What was the societal benefit of putting 20 years of monopoly on that algorithm? I don't think potential profit was a big motivator in that research work.
And that patent got invalidated in most of the world anyway.
You think they were just going to sit on that and do nothing if they couldn't get a patent? Or that they'd turn it into a product without the underlying math being revealed right away? I don't believe either of those for a second.
There is a rather long history of the workings of cryptography products kept secret, so yes, it is entirely possible that the underlying math would have been kept as a trade secret.
It is also possible that it would have never been created in the first place because resources were allocated to other patentable inventions.

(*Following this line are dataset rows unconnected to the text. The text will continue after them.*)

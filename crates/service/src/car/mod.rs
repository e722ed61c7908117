//! Car + engine aggregate: domain types, validation, repository contracts and
//! the service that sequences the two stores.

pub mod domain;
pub mod validation;
pub mod repository;
pub mod repo;
pub mod service;

pub use domain::{Brand, Car, Engine, FuelType};
pub use service::CarService;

Of course, in the case of RSA, a similar algorithm was developed separately by the British government and kept secret for 24 years.

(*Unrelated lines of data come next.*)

#[cfg(test)]
mod tests {
    use super::*;
    use crate::car::repository::mock::{MockCarRepository, MockEngineRepository, Op};

    type Svc = CarService<MockCarRepository, MockEngineRepository>;

    fn setup() -> (Svc, Arc<MockCarRepository>, Arc<MockEngineRepository>) {
        let cars = Arc::new(MockCarRepository::default());
        let engines = Arc::new(MockEngineRepository::default());
        (CarService::new(cars.clone(), engines.clone()), cars, engines)
    }

    fn model_3() -> Car {
        Car {
            name: "Model 3".into(),
            year: 2018,
            brand: "Tesla".into(),
            fuel_type: "Petrol".into(),
            engine: Engine { displacement: 500, cylinders: 2, range: 200, ..Engine::default() },
            ..Car::default()
        }
    }

    /// Seed a matching car + engine pair directly into the fakes.
    fn seed_pair(cars: &MockCarRepository, engines: &MockEngineRepository, name: &str, brand: &str) -> Uuid {
        let id = Uuid::new_v4();
        cars.seed(Car { id, name: name.into(), year: 2015, brand: brand.into(), fuel_type: "Electric".into(), ..Car::default() });
        engines.seed(Engine { id, displacement: 100, cylinders: 4, range: 300 });
        id
    }

    #[tokio::test]
    async fn create_assigns_engine_id_to_car() {
        let (svc, cars, engines) = setup();

        let created = svc.create(model_3()).await.unwrap();

        assert!(!created.id.is_nil());
        assert_eq!(created.id, created.engine.id);
        assert_eq!(created.name, "Model 3");
        assert_eq!(created.year, 2018);
        assert_eq!(created.brand, "Tesla");
        assert_eq!(created.fuel_type, "Petrol");
        assert_eq!((created.engine.displacement, created.engine.cylinders, created.engine.range), (500, 2, 200));

        let row = cars.row(created.id).expect("car row");
        assert_eq!(row.engine.id, created.id);
        assert_eq!(engines.row(created.id).expect("engine row").range, 200);
    }

    #[tokio::test]
    async fn create_ignores_incoming_id() {
        let (svc, _, _) = setup();
        let supplied = Uuid::new_v4();
        let created = svc.create(Car { id: supplied, ..model_3() }).await.unwrap();
        assert_ne!(created.id, supplied);
    }

    #[tokio::test]
    async fn create_with_unknown_brand_persists_nothing() {
        let (svc, cars, engines) = setup();

        let err = svc.create(Car { brand: "ABC".into(), ..model_3() }).await.unwrap_err();

        assert!(matches!(err, ServiceError::InvalidParameter { ref params } if params == &["Brand"]));
        assert!(cars.calls().is_empty());
        assert!(engines.calls().is_empty());
        assert!(cars.is_empty() && engines.is_empty());
    }

    #[tokio::test]
    async fn create_rejects_each_invalid_field() {
        let (svc, _, engines) = setup();
        let next_year = current_year() + 1;
        for bad in [
            Car { year: 1899, ..model_3() },
            Car { year: next_year, ..model_3() },
            Car { brand: String::new(), ..model_3() },
            Car { fuel_type: "petrol".into(), ..model_3() },
            Car { fuel_type: String::new(), ..model_3() },
        ] {
            let err = svc.create(bad).await.unwrap_err();
            assert!(matches!(err, ServiceError::InvalidParameter { .. }));
        }
        assert!(engines.calls().is_empty());
    }

    #[tokio::test]
    async fn create_accepts_current_year() {
        let (svc, _, _) = setup();
        let created = svc.create(Car { year: current_year(), ..model_3() }).await.unwrap();
        assert_eq!(created.year, current_year());
    }

    #[tokio::test]
    async fn create_stops_when_engine_store_fails() {
        let (svc, cars, engines) = setup();
        engines.fail_on(Op::Create);

        let err = svc.create(model_3()).await.unwrap_err();

        assert!(matches!(err, ServiceError::Db(_)));
        assert!(cars.calls().is_empty());
    }

    #[tokio::test]
    async fn create_leaves_engine_when_car_store_fails() {
        let (svc, cars, engines) = setup();
        cars.fail_on(Op::Create);

        let err = svc.create(model_3()).await.unwrap_err();

        assert!(matches!(err, ServiceError::Db(_)));
        // no compensation: the engine row stays behind
        assert_eq!(engines.len(), 1);
        assert!(cars.is_empty());
    }

    #[tokio::test]
    async fn get_by_id_assembles_aggregate() {
        let (svc, cars, engines) = setup();
        let id = seed_pair(&cars, &engines, "Model S", "Tesla");

        let car = svc.get_by_id(&id.to_string()).await.unwrap();

        assert_eq!(car.id, id);
        assert_eq!(car.name, "Model S");
        assert_eq!(car.engine, Engine { id, displacement: 100, cylinders: 4, range: 300 });
    }

    #[tokio::test]
    async fn get_by_id_nil_never_calls_store() {
        let (svc, cars, engines) = setup();

        let err = svc.get_by_id(&Uuid::nil().to_string()).await.unwrap_err();

        assert!(matches!(err, ServiceError::InvalidParameter { .. }));
        assert!(cars.calls().is_empty());
        assert!(engines.calls().is_empty());
    }

    #[tokio::test]
    async fn get_by_id_rejects_malformed_id() {
        let (svc, cars, _) = setup();
        let err = svc.get_by_id("not-a-uuid").await.unwrap_err();
        assert!(matches!(err, ServiceError::InvalidParameter { .. }));
        assert!(cars.calls().is_empty());
    }

    #[tokio::test]
    async fn get_by_id_propagates_store_errors() {
        let (svc, cars, engines) = setup();

        let missing = Uuid::new_v4();
        let err = svc.get_by_id(&missing.to_string()).await.unwrap_err();
        assert!(matches!(err, ServiceError::EntityNotFound { entity: "car", .. }));
        assert!(engines.calls().is_empty());

        let id = seed_pair(&cars, &engines, "Model X", "Tesla");
        engines.fail_for(id);
        let err = svc.get_by_id(&id.to_string()).await.unwrap_err();
        assert!(matches!(err, ServiceError::Db(_)));
    }

    #[tokio::test]
    async fn get_by_brand_without_engine_leaves_engine_unset() {
        let (svc, cars, engines) = setup();
        seed_pair(&cars, &engines, "Model 3", "Tesla");
        seed_pair(&cars, &engines, "911", "Porsche");

        let listed = svc.get_by_brand("Tesla", false).await.unwrap();

        assert_eq!(listed.len(), 1);
        assert_eq!(listed[0].engine, Engine::default());
        assert!(engines.calls().is_empty());
    }

    #[tokio::test]
    async fn get_by_brand_with_engine_attaches_each() {
        let (svc, cars, engines) = setup();
        let b = seed_pair(&cars, &engines, "Model Y", "Tesla");
        let a = seed_pair(&cars, &engines, "Model 3", "Tesla");

        let listed = svc.get_by_brand("Tesla", true).await.unwrap();

        let ids: Vec<Uuid> = listed.iter().map(|c| c.id).collect();
        assert_eq!(ids, vec![a, b]);
        assert!(listed.iter().all(|c| c.engine.id == c.id && c.engine.range == 300));
    }

    #[tokio::test]
    async fn get_by_brand_tries_every_engine_before_failing() {
        let (svc, cars, engines) = setup();
        let first = seed_pair(&cars, &engines, "Model 3", "Tesla");
        let second = seed_pair(&cars, &engines, "Model S", "Tesla");
        let third = seed_pair(&cars, &engines, "Model X", "Tesla");
        engines.fail_for(second);

        let err = svc.get_by_brand("Tesla", true).await.unwrap_err();

        assert!(matches!(err, ServiceError::Db(_)));
        let looked_up: Vec<Uuid> = engines.calls().into_iter().filter_map(|(op, id)| (op == Op::Get).then_some(id).flatten()).collect();
        assert_eq!(looked_up, vec![first, second, third]);
    }

    #[tokio::test]
    async fn get_by_brand_empty_brand_is_missing_parameter() {
        let (svc, _, _) = setup();
        let err = svc.get_by_brand("", true).await.unwrap_err();
        assert!(matches!(err, ServiceError::MissingParameter { .. }));
    }

    #[tokio::test]
    async fn get_by_brand_store_failure_short_circuits() {
        let (svc, cars, engines) = setup();
        cars.fail_on(Op::List);
        assert!(svc.get_by_brand("BMW", true).await.is_err());
        assert!(engines.calls().is_empty());
    }

    #[tokio::test]
    async fn update_overwrites_car_then_engine() {
        let (svc, cars, engines) = setup();
        let id = seed_pair(&cars, &engines, "Model 3", "Tesla");

        let replacement = Car {
            name: "Model 3 Performance".into(),
            year: 2021,
            brand: "Tesla".into(),
            fuel_type: "Electric".into(),
            engine: Engine { displacement: 0, cylinders: 0, range: 500, ..Engine::default() },
            ..Car::default()
        };
        let updated = svc.update(&id.to_string(), replacement).await.unwrap();

        assert_eq!(updated.id, id);
        assert_eq!(updated.engine.id, id);
        assert_eq!(updated.engine.range, 500);
        assert_eq!(cars.row(id).unwrap().name, "Model 3 Performance");
        assert_eq!(engines.row(id).unwrap().range, 500);
    }

    #[tokio::test]
    async fn update_skips_validation() {
        let (svc, cars, engines) = setup();
        let id = seed_pair(&cars, &engines, "Model 3", "Tesla");
        let updated = svc.update(&id.to_string(), Car { brand: "ABC".into(), year: 1066, ..model_3() }).await.unwrap();
        assert_eq!(updated.brand, "ABC");
        assert_eq!(cars.row(id).unwrap().year, 1066);

        let long_name = "x".repeat(300);
        let updated = svc.update(&id.to_string(), Car { name: long_name.clone(), ..model_3() }).await.unwrap();
        assert_eq!(updated.name, long_name);
    }

    #[tokio::test]
    async fn update_engine_failure_keeps_car_change() {
        let (svc, cars, engines) = setup();
        let id = seed_pair(&cars, &engines, "Model 3", "Tesla");
        engines.fail_on(Op::Update);

        let err = svc.update(&id.to_string(), Car { name: "Overwritten".into(), ..model_3() }).await.unwrap_err();

        assert!(matches!(err, ServiceError::Db(ref m) if m.contains("Update")));
        assert_eq!(cars.row(id).unwrap().name, "Overwritten");
        assert_eq!(engines.row(id).unwrap().range, 300);
    }

    #[tokio::test]
    async fn update_car_failure_leaves_engine_untouched() {
        let (svc, cars, engines) = setup();
        let id = seed_pair(&cars, &engines, "Model 3", "Tesla");
        cars.fail_on(Op::Update);

        assert!(svc.update(&id.to_string(), model_3()).await.is_err());
        assert!(engines.calls().is_empty());
    }

    #[tokio::test]
    async fn update_requires_id() {
        let (svc, cars, _) = setup();
        let err = svc.update("  ", model_3()).await.unwrap_err();
        assert!(matches!(err, ServiceError::MissingParameter { .. }));
        let err = svc.update("xyz", model_3()).await.unwrap_err();
        assert!(matches!(err, ServiceError::InvalidParameter { .. }));
        assert!(cars.calls().is_empty());
    }

    #[tokio::test]
    async fn delete_removes_both_rows() {
        let (svc, cars, engines) = setup();
        let id = seed_pair(&cars, &engines, "Model 3", "Tesla");

        svc.delete(&id.to_string()).await.unwrap();

        assert!(cars.row(id).is_none());
        assert!(engines.row(id).is_none());
    }

    #[tokio::test]
    async fn delete_nil_never_calls_store() {
        let (svc, cars, engines) = setup();

        let err = svc.delete(&Uuid::nil().to_string()).await.unwrap_err();

        assert!(matches!(err, ServiceError::EntityNotFound { .. }));
        assert!(cars.calls().is_empty());
        assert!(engines.calls().is_empty());
    }

    #[tokio::test]
    async fn delete_car_failure_keeps_engine() {
        let (svc, cars, engines) = setup();
        let id = seed_pair(&cars, &engines, "Model 3", "Tesla");
        cars.fail_on(Op::Delete);

        assert!(svc.delete(&id.to_string()).await.is_err());
        assert!(engines.calls().is_empty());
        assert!(engines.row(id).is_some());
    }

    #[tokio::test]
    async fn delete_engine_failure_leaves_car_deleted() {
        let (svc, cars, engines) = setup();
        let id = seed_pair(&cars, &engines, "Model 3", "Tesla");
        engines.fail_on(Op::Delete);

        assert!(svc.delete(&id.to_string()).await.is_err());
        assert!(cars.row(id).is_none());
        assert!(engines.row(id).is_some());
    }

    #[tokio::test]
    async fn works_over_trait_objects() {
        let cars: Arc<dyn CarRepository> = Arc::new(MockCarRepository::default());
        let engines: Arc<dyn EngineRepository> = Arc::new(MockEngineRepository::default());
        let svc = CarService::new(cars, engines);
        let created = svc.create(model_3()).await.unwrap();
        let fetched = svc.get_by_id(&created.id.to_string()).await.unwrap();
        assert_eq!(fetched, created);
    }
}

> Given the history of RSA in particular, I'm extremely skeptical of that.
Well then you might want to read about RC4 which only became public after it was leaked. Prior to being leaked, it was RSA's cash cow and one of the most popular encryption algorithms worldwide due to it's speed and the fact that it was exportable (with a 40 bit key).
Indeed, RSA was rather notorious for keeping crypto algorithms as trade secrets (RC2, SecuriID OTP, etc.)
You quoted the wrong part of my post. A trade secret algorithm supports the idea that it would have been made anyway.
Looking at RC4, how widespread was it before that leak? How many users did it have? Wikipedia lists it being added to a bunch of protocols but all after the leak.
Also more recent cryptography has lots of extremely public competition between nonpatented algorithm proposals, which largely undermines this entire realm of study as a reason to continue to have software patents.